Aligner: Maskless 02 is not a direct writer. In the maskless aligner, the exposure light is passed through a spatial light modulator, much like in a video projector, and projected onto the substrate, thus exposing an area of the design at a time. The substrate is exposed by scanning the exposure field across the substrate in a succession of stripes.

The light source is a laser diode (array) with a wavelength of 375nm (2.8W) or 405nm (8W). The spacial light modulator is a digital micro-mirror device.

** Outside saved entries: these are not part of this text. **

//! Identity types for groups and tasks.
//!
//! Both are opaque, cheaply-`Copy`-able handles into the pool actor's
//! internal tables. Equality is by identity, never by configuration, which
//! is what cross-pool validation relies on one level up: a group is
//! foreign to a pool iff its `PoolId` doesn't match, never by comparing
//! configured limits.

use std::sync::atomic::{AtomicU64, Ordering};

static NEXT_GROUP_ID: AtomicU64 = AtomicU64::new(1);
static NEXT_TASK_ID: AtomicU64 = AtomicU64::new(1);

#[derive(Debug, Clone, Copy, PartialEq, Eq, Hash, PartialOrd, Ord)]
pub struct GroupId(u64);

impl GroupId {
    pub(crate) fn next() -> Self {
        Self(NEXT_GROUP_ID.fetch_add(1, Ordering::Relaxed))
    }
}

#[derive(Debug, Clone, Copy, PartialEq, Eq, Hash, PartialOrd, Ord)]
pub struct TaskId(u64);

impl TaskId {
    pub(crate) fn next() -> Self {
        Self(NEXT_TASK_ID.fetch_add(1, Ordering::Relaxed))
    }
}

/// Identity of the pool that owns a group, used to reject foreign groups
/// at task-construction time with `CrossPoolGroup`.
#[derive(Debug, Clone, Copy, PartialEq, Eq)]
pub struct PoolId(u64);

static NEXT_POOL_ID: AtomicU64 = AtomicU64::new(1);

impl PoolId {
    pub(crate) fn next() -> Self {
        Self(NEXT_POOL_ID.fetch_add(1, Ordering::Relaxed))
    }

    pub(crate) fn raw(self) -> u64 {
        self.0
    }
}
impl GroupState {
    pub fn new(id: GroupId, pool_id: PoolId, opts: GroupOptions) -> Result<Self> {
        Ok(Self {
            id,
            pool_id,
            concurrency_limit: validate_limit(opts.concurrency_limit, "concurrency_limit")?,
            frequency_limit: validate_limit(opts.frequency_limit, "frequency_limit")?,
            frequency_window: validate_window(opts.frequency_window)?,
            active_task_count: 0,
            active_promise_count: 0,
            frequency_starts: VecDeque::new(),
            idle_waiters: Vec::new(),
            rejection: None,
        })
    }

    pub fn id(&self) -> GroupId {
        self.id
    }

    pub fn pool_id(&self) -> PoolId {
        self.pool_id
    }

    pub fn concurrency_limit(&self) -> Option<u32> {
        self.concurrency_limit
    }

    pub fn frequency_limit(&self) -> Option<u32> {
        self.frequency_limit
    }

    pub fn frequency_window(&self) -> Duration {
        self.frequency_window
    }

    pub fn active_task_count(&self) -> u32 {
        self.active_task_count
    }

    pub fn active_promise_count(&self) -> u32 {
        self.active_promise_count
    }

    pub fn set_concurrency_limit(&mut self, limit: Option<u32>) -> Result<()> {
        self.concurrency_limit = validate_limit(limit, "concurrency_limit")?;
        Ok(())
    }

    pub fn set_frequency_limit(&mut self, limit: Option<u32>) -> Result<()> {
        self.frequency_limit = validate_limit(limit, "frequency_limit")?;
        Ok(())
    }

    pub fn set_frequency_window(&mut self, window: Option<Duration>) -> Result<()> {
        self.frequency_window = validate_window(window)?;
        Ok(())
    }

    /// Drop every tracked start that has aged out of the window as of `now`.
    fn trim(&mut self, now: Instant) {
        if self.frequency_limit.is_none() {
            return;
        }
        while let Some(&front) = self.frequency_starts.front() {
            if front + self.frequency_window <= now {
                self.frequency_starts.pop_front();
            } else {
                break;
            }
        }
    }

    /// The busy-time oracle: 0/Ready, +∞/Saturated, or the instant the
    /// oldest tracked start ages out of the window.
    pub fn busy_time(&mut self, now: Instant) -> BusyTime {
        self.trim(now);

        if let Some(limit) = self.concurrency_limit {
            if self.active_promise_count >= limit {
                return BusyTime::Saturated;
            }
        }
        if let Some(limit) = self.frequency_limit {
            if self.frequency_starts.len() as u32 >= limit {
                let oldest = *self.frequency_starts.front().expect("len >= limit > 0");
                return BusyTime::At(oldest + self.frequency_window);
            }
        }
        BusyTime::Ready
    }

    /// `None` means unbounded.
    pub fn free_slots(&mut self, now: Instant) -> Option<u32> {
        self.trim(now);
        let by_concurrency = self
            .concurrency_limit
            .map(|l| l.saturating_sub(self.active_promise_count));
        let by_frequency = self
            .frequency_limit
            .map(|l| l.saturating_sub(self.frequency_starts.len() as u32));
        match (by_concurrency, by_frequency) {
            (None, None) => None,
            (Some(a), None) => Some(a),
            (None, Some(b)) => Some(b),
            (Some(a), Some(b)) => Some(a.min(b)),
        }
    }

    /// Per-operation start bookkeeping: bump the active-operation count and,
    /// if frequency is tracked, record `now` as a new start.
    pub fn record_start(&mut self, now: Instant) {
        self.active_promise_count += 1;
        if self.frequency_limit.is_some() {
            self.frequency_starts.push_back(now);
        }
    }

    /// Per-operation completion bookkeeping.
    pub fn record_operation_complete(&mut self) {
        self.active_promise_count = self.active_promise_count.saturating_sub(1);
    }

    pub fn increment_task_count(&mut self) {
        self.active_task_count += 1;
    }

    /// Decrementing to zero either silently clears a non-recent sticky
    /// rejection or resolves idle waiters.
    pub fn decrement_task_count(&mut self) {
        self.active_task_count = self.active_task_count.saturating_sub(1);
        if self.active_task_count != 0 {
            return;
        }
        let clear_silently = match &self.rejection {
            Some(r) => !r.recent,
            None => false,
        };
        if clear_silently {
            self.rejection = None;
        } else {
            self.resolve_idle_waiters_ok();
        }
    }

    fn resolve_idle_waiters_ok(&mut self) {
        for waiter in self.idle_waiters.drain(..) {
            let _ = waiter.send(Ok(()));
        }
    }

    /// `true` if the caller should schedule a deferred "next micro-tick"
    /// clear (the one-tick grace window before a fresh rejection becomes
    /// non-recent). `false` means a sticky rejection already existed and
    /// this one was coalesced onto it.
    pub fn reject(&mut self, error: SharedError) -> bool {
        match &mut self.rejection {
            None => {
                let had_waiters = !self.idle_waiters.is_empty();
                for waiter in self.idle_waiters.drain(..) {
                    let _ = waiter.send(Err(error.clone()));
                }
                self.rejection = Some(StickyRejection {
                    error,
                    recent: true,
                    locally_handled: had_waiters, // waiters just observed it
                    secondary: Vec::new(),
                });
                true
            }
            Some(existing) => {
                if !existing.locally_handled {
                    existing.secondary.push(error);
                }
                false
            }
        }
    }

    /// Fires once, one micro-tick after `reject` returned `true`.
    pub fn clear_recent_rejection_tick(&mut self) {
        let Some(rejection) = &mut self.rejection else {
            return;
        };
        rejection.recent = false;
        if self.active_task_count < 1 {
            self.rejection = None;
        }
    }

    pub fn wait_for_idle(&mut self, reply: oneshot::Sender<std::result::Result<(), SharedError>>) {
        if let Some(rejection) = &mut self.rejection {
            rejection.locally_handled = true;
            rejection.secondary.clear();
            let _ = reply.send(Err(rejection.error.clone()));
            return;
        }
        if self.active_task_count == 0 {
            let _ = reply.send(Ok(()));
            return;
        }
        self.idle_waiters.push(reply);
    }

    pub fn has_sticky_rejection(&self) -> bool {
        self.rejection.is_some()
    }
}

The individual mirrors of the DMD are switched in order to represent the design, and the laser is flashed in order to yield the desired exposure dose. This image is projected onto the substrate through a lens(system). The projected image yields a pixel size of 160nm X 160nm at wafer scale. The image is scanned across the substrate, in order to expose the entire design, each stripe overlapping (2 or 4 times) in order to minimize uniformity effects and stitching errors.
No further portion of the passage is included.